■ **Given records**:
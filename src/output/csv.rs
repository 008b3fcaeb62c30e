//! Tabular result export.
//!
//! Fixed column set, one line per scan result, RFC 4180 quoting. The raw
//! source row is deliberately left to the detailed JSON export.

use crate::model::ScanResult;

const HEADER: &str = "product,version,status,eol_date,support_status,message,original_package,row_number";

pub fn results_to_csv(results: &[ScanResult]) -> String {
    let mut content = String::new();
    content.push_str(HEADER);
    content.push('\n');

    for result in results {
        content.push_str(&format!(
            "\"{}\",\"{}\",\"{}\",\"{}\",\"{}\",\"{}\",\"{}\",{}\n",
            escape_csv(&result.product),
            result.version.as_deref().map(escape_csv).unwrap_or_default(),
            result.status,
            result
                .eol_date
                .map(|d| d.to_string())
                .unwrap_or_default(),
            result.support_status,
            escape_csv(&result.message),
            escape_csv(&result.original_package),
            result.row_number,
        ));
    }

    content
}

/// Escape a string for CSV embedding: double-quote escaping per RFC 4180,
/// plus newline flattening since fields are already wrapped in double quotes.
fn escape_csv(s: &str) -> String {
    s.replace('"', "\"\"").replace('\n', " ")
}

#[cfg(test)]
mod tests {
    use super::*;
    use crate::model::{MatchStatus, SupportStatus};

    #[test]
    fn test_header_and_row() {
        let result = ScanResult {
            product: "nginx".to_string(),
            version: Some("1.18".to_string()),
            status: MatchStatus::Found,
            eol_date: chrono::NaiveDate::from_ymd_opt(2022, 4, 12),
            support_status: SupportStatus::Eol,
            message: "EOL date: 2022-04-12".to_string(),
            original_package: "nginx".to_string(),
            row_number: 3,
            raw_data: Default::default(),
        };
        let csv = results_to_csv(&[result]);
        let mut lines = csv.lines();
        assert_eq!(lines.next(), Some(HEADER));
        assert_eq!(
            lines.next(),
            Some(
                r#""nginx","1.18","found","2022-04-12","eol","EOL date: 2022-04-12","nginx",3"#
            )
        );
    }

    #[test]
    fn test_missing_optionals_render_empty() {
        let csv = results_to_csv(&[ScanResult::not_found("ghost", None)]);
        let row = csv.lines().nth(1).unwrap();
        assert!(row.starts_with(r#""ghost","","not_found","","unknown""#));
    }

    #[test]
    fn test_quotes_and_newlines_escaped() {
        let mut result = ScanResult::not_found("odd", None);
        result.message = "line one\nwith \"quotes\"".to_string();
        let csv = results_to_csv(&[result]);
        assert!(csv.contains(r#""line one with ""quotes""""#));
    }

    #[test]
    fn test_empty_results_still_emit_header() {
        let csv = results_to_csv(&[]);
        assert_eq!(csv, format!("{HEADER}\n"));
    }
}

■ **How to complete this task**:
Copy the full listing exactly.

■ **Written answer**:
filename src/output/csv.rs
repository 008b3fcaeb62c30e
//! Tabular result export.
//!
//! Fixed column set, one line per scan result, RFC 4180 quoting. The raw
//! source row is deliberately left to the detailed JSON export.

use crate::model::ScanResult;

const HEADER: &str = "product,version,status,eol_date,support_status,message,original_package,row_number";

pub fn results_to_csv(results: &[ScanResult]) -> String {
    let mut content = String::new();
    content.push_str(HEADER);
    content.push('\n');

    for result in results {
        content.push_str(&format!(
            "\"{}\",\"{}\",\"{}\",\"{}\",\"{}\",\"{}\",\"{}\",{}\n",
            escape_csv(&result.product),
            result.version.as_deref().map(escape_csv).unwrap_or_default(),
            result.status,
            result
                .eol_date
                .map(|d| d.to_string())
                .unwrap_or_default(),
            result.support_status,
            escape_csv(&result.message),
            escape_csv(&result.original_package),
            result.row_number,
        ));
    }

    content
}

/// Escape a string for CSV embedding: double-quote escaping per RFC 4180,
/// plus newline flattening since fields are already wrapped in double quotes.
fn escape_csv(s: &str) -> String {
    s.replace('"', "\"\"").replace('\n', " ")
}

#[cfg(test)]
mod tests {
    use super::*;
    use crate::model::{MatchStatus, SupportStatus};

    #[test]
    fn test_header_and_row() {
        let result = ScanResult {
            product: "nginx".to_string(),
            version: Some("1.18".to_string()),
            status: MatchStatus::Found,
            eol_date: chrono::NaiveDate::from_ymd_opt(2022, 4, 12),
            support_status: SupportStatus::Eol,
            message: "EOL date: 2022-04-12".to_string(),
            original_package: "nginx".to_string(),
            row_number: 3,
            raw_data: Default::default(),
        };
        let csv = results_to_csv(&[result]);
        let mut lines = csv.lines();
        assert_eq!(lines.next(), Some(HEADER));
        assert_eq!(
            lines.next(),
            Some(
                r#""nginx","1.18","found","2022-04-12","eol","EOL date: 2022-04-12","nginx",3"#
            )
        );
    }

    #[test]
    fn test_missing_optionals_render_empty() {
        let csv = results_to_csv(&[ScanResult::not_found("ghost", None)]);
        let row = csv.lines().nth(1).unwrap();
        assert!(row.starts_with(r#""ghost","","not_found","","unknown""#));
    }

    #[test]
    fn test_quotes_and_newlines_escaped() {
        let mut result = ScanResult::not_found("odd", None);
        result.message = "line one\nwith \"quotes\"".to_string();
        let csv = results_to_csv(&[result]);
        assert!(csv.contains(r#""line one with ""quotes""""#));
    }

    #[test]
    fn test_empty_results_still_emit_header() {
        let csv = results_to_csv(&[]);
        assert_eq!(csv, format!("{HEADER}\n"));
    }
}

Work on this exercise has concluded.